What needs to be done
Could every line of the data be copied out once more, exactly?
>>>>>
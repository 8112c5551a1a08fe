//! Per-surface scroll state.
//!
//! The renderer records the layout it produced (row count, height, rows
//! of the highlighted line) so the reducer can scroll without re-rendering.

use std::cell::Cell;

/// Half-open row range `[start, end)` within a surface.
#[derive(Debug, Clone, Copy, PartialEq, Eq, Default)]
pub struct RowSpan {
    pub start: usize,
    pub end: usize,
}

/// Geometry of the last rendered frame of a surface.
#[derive(Debug, Clone, Copy, PartialEq, Eq, Default)]
pub struct SurfaceLayout {
    pub total_rows: usize,
    pub height: usize,
    /// Rows of the current line (or the end marker once finished).
    pub anchor: Option<RowSpan>,
}

impl SurfaceLayout {
    pub fn max_offset(&self) -> usize {
        self.total_rows.saturating_sub(self.height)
    }
}

#[derive(Debug, Default)]
pub struct Viewport {
    offset: usize,
    layout: Cell<SurfaceLayout>,
}

impl Viewport {
    pub fn offset(&self) -> usize {
        self.offset
    }

    pub fn layout(&self) -> SurfaceLayout {
        self.layout.get()
    }

    /// Called from render with the layout just drawn.
    pub fn record_layout(&self, layout: SurfaceLayout) {
        self.layout.set(layout);
    }

    /// Offset clamped to what `layout` can show.
    pub fn clamped_offset(&self, layout: &SurfaceLayout) -> usize {
        self.offset.min(layout.max_offset())
    }

    pub fn reset(&mut self) {
        self.offset = 0;
    }

    pub fn scroll_up(&mut self, rows: usize) {
        let layout = self.layout();
        self.offset = self.clamped_offset(&layout).saturating_sub(rows);
    }

    pub fn scroll_down(&mut self, rows: usize) {
        let layout = self.layout();
        self.offset = (self.clamped_offset(&layout) + rows).min(layout.max_offset());
    }

    pub fn page_up(&mut self) {
        self.scroll_up(self.layout().height.saturating_sub(1).max(1));
    }

    pub fn page_down(&mut self) {
        self.scroll_down(self.layout().height.saturating_sub(1).max(1));
    }

    pub fn scroll_to_top(&mut self) {
        self.offset = 0;
    }

    pub fn scroll_to_bottom(&mut self) {
        self.offset = self.layout().max_offset();
    }

    /// Moves the smallest distance that makes the anchor rows visible.
    ///
    /// An anchor taller than the viewport is aligned to its first row.
    /// Returns true if the offset changed.
    pub fn scroll_into_view(&mut self) -> bool {
        let layout = self.layout();
        let Some(anchor) = layout.anchor else {
            return false;
        };
        let before = self.offset;
        let mut offset = self.clamped_offset(&layout);
        let height = layout.height.max(1);

        if anchor.end > offset + height {
            offset = anchor.end - height;
        }
        if anchor.start < offset || anchor.end - anchor.start > height {
            offset = anchor.start;
        }

        self.offset = offset.min(layout.max_offset());
        self.offset != before
    }
}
<<<<<
Answer box
repository 8112c5551a1a08fe
//! Per-surface scroll state.
//!
//! The renderer records the layout it produced (row count, height, rows
//! of the highlighted line) so the reducer can scroll without re-rendering.

use std::cell::Cell;

/// Half-open row range `[start, end)` within a surface.
#[derive(Debug, Clone, Copy, PartialEq, Eq, Default)]
pub struct RowSpan {
    pub start: usize,
    pub end: usize,
}

/// Geometry of the last rendered frame of a surface.
#[derive(Debug, Clone, Copy, PartialEq, Eq, Default)]
pub struct SurfaceLayout {
    pub total_rows: usize,
    pub height: usize,
    /// Rows of the current line (or the end marker once finished).
    pub anchor: Option<RowSpan>,
}

impl SurfaceLayout {
    pub fn max_offset(&self) -> usize {
        self.total_rows.saturating_sub(self.height)
    }
}

#[derive(Debug, Default)]
pub struct Viewport {
    offset: usize,
    layout: Cell<SurfaceLayout>,
}

impl Viewport {
    pub fn offset(&self) -> usize {
        self.offset
    }

    pub fn layout(&self) -> SurfaceLayout {
        self.layout.get()
    }

    /// Called from render with the layout just drawn.
    pub fn record_layout(&self, layout: SurfaceLayout) {
        self.layout.set(layout);
    }

    /// Offset clamped to what `layout` can show.
    pub fn clamped_offset(&self, layout: &SurfaceLayout) -> usize {
        self.offset.min(layout.max_offset())
    }

    pub fn reset(&mut self) {
        self.offset = 0;
    }

    pub fn scroll_up(&mut self, rows: usize) {
        let layout = self.layout();
        self.offset = self.clamped_offset(&layout).saturating_sub(rows);
    }

    pub fn scroll_down(&mut self, rows: usize) {
        let layout = self.layout();
        self.offset = (self.clamped_offset(&layout) + rows).min(layout.max_offset());
    }

    pub fn page_up(&mut self) {
        self.scroll_up(self.layout().height.saturating_sub(1).max(1));
    }

    pub fn page_down(&mut self) {
        self.scroll_down(self.layout().height.saturating_sub(1).max(1));
    }

    pub fn scroll_to_top(&mut self) {
        self.offset = 0;
    }

    pub fn scroll_to_bottom(&mut self) {
        self.offset = self.layout().max_offset();
    }

    /// Moves the smallest distance that makes the anchor rows visible.
    ///
    /// An anchor taller than the viewport is aligned to its first row.
    /// Returns true if the offset changed.
    pub fn scroll_into_view(&mut self) -> bool {
        let layout = self.layout();
        let Some(anchor) = layout.anchor else {
            return false;
        };
        let before = self.offset;
        let mut offset = self.clamped_offset(&layout);
        let height = layout.height.max(1);

        if anchor.end > offset + height {
            offset = anchor.end - height;
        }
        if anchor.start < offset || anchor.end - anchor.start > height {
            offset = anchor.start;
        }

        self.offset = offset.min(layout.max_offset());
        self.offset != before
    }
}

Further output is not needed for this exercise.